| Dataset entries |
============

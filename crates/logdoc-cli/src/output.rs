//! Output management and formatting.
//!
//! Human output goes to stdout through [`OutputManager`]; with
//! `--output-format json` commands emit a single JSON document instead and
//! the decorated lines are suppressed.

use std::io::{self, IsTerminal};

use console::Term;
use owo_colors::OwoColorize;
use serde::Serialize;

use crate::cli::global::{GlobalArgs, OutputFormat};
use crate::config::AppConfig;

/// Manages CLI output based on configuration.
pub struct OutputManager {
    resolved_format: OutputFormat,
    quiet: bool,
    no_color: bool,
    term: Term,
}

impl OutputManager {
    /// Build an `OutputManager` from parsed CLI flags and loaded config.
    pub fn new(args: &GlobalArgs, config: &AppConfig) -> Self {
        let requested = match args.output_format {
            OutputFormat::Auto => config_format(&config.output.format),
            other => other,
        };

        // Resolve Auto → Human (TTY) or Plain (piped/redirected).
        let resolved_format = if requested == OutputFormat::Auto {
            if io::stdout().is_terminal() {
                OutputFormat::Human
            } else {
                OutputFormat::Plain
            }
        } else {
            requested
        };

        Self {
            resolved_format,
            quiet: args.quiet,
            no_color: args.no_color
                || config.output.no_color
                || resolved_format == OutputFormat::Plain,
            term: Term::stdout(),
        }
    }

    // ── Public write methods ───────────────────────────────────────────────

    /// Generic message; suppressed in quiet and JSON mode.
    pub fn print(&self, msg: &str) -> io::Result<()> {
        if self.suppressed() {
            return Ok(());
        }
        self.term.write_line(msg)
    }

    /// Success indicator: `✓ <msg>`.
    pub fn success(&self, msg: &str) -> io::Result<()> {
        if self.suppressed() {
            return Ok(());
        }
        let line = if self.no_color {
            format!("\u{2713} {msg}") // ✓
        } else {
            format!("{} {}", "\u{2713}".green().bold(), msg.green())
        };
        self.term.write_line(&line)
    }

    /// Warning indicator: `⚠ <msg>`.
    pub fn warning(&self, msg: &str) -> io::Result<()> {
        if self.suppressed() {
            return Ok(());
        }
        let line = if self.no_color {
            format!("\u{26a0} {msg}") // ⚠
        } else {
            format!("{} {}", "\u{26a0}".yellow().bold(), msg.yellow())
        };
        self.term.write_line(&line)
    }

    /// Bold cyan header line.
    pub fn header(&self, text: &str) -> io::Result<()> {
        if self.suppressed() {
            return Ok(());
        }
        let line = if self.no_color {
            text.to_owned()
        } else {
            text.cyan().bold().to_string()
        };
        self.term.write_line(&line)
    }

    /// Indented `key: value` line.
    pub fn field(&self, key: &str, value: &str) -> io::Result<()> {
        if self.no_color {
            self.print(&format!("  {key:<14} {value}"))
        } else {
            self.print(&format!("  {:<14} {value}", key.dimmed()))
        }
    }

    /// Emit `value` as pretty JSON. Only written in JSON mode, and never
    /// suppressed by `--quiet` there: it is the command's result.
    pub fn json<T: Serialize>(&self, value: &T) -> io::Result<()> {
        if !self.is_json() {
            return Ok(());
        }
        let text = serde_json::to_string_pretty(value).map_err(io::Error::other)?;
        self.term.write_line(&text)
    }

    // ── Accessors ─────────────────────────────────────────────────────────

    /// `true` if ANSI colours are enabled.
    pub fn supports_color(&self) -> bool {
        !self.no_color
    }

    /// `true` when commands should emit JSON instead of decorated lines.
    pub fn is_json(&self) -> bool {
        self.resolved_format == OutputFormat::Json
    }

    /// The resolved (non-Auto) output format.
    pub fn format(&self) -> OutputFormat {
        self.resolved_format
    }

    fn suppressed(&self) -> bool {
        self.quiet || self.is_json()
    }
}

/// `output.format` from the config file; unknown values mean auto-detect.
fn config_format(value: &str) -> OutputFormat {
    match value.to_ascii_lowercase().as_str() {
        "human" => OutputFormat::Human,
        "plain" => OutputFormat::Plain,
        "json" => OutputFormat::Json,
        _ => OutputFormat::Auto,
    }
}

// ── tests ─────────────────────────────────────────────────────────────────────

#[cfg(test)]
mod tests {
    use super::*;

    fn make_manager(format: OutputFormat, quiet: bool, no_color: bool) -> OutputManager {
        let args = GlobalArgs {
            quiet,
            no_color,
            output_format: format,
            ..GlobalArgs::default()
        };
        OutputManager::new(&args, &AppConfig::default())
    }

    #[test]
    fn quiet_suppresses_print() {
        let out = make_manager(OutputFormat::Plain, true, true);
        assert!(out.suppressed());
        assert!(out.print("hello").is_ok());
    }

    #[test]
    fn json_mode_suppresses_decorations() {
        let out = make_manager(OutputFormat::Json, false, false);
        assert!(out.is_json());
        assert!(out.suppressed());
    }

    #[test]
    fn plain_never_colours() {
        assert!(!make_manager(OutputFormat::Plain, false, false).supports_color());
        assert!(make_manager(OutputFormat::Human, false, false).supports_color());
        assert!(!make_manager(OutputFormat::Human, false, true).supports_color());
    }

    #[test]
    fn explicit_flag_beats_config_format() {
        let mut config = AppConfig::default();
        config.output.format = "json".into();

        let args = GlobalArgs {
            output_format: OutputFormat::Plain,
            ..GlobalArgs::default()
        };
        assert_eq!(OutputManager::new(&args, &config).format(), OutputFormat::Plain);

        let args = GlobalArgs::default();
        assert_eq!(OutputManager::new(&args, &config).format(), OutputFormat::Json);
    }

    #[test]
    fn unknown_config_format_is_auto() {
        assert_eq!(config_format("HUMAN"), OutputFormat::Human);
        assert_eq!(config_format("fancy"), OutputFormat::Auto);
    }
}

============

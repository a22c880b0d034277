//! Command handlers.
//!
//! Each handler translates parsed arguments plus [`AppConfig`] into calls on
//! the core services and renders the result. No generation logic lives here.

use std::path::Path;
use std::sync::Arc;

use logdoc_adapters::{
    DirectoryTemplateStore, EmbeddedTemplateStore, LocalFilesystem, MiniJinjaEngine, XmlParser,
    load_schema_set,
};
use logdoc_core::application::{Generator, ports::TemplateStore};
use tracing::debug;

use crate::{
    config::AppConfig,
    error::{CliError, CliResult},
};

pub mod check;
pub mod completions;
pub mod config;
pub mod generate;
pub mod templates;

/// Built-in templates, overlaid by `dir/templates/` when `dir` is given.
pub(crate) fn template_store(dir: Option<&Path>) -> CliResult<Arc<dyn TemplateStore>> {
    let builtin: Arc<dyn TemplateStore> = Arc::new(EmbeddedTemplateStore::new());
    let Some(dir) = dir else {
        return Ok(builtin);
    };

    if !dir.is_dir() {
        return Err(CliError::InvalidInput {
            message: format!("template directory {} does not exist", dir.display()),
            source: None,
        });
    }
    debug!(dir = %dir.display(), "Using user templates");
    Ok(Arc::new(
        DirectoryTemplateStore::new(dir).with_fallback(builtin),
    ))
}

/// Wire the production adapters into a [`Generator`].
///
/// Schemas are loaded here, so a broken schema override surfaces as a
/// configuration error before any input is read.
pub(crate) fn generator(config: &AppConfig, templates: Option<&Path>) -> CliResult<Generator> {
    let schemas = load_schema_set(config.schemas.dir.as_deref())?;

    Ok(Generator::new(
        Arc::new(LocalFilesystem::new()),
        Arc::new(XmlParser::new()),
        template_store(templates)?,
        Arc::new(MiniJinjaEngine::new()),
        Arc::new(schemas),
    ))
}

============

| Problem details |
When a line in the records above contains the word "CliError", copy it.

| Written answer |
    error::{CliError, CliResult},
        return Err(CliError::InvalidInput {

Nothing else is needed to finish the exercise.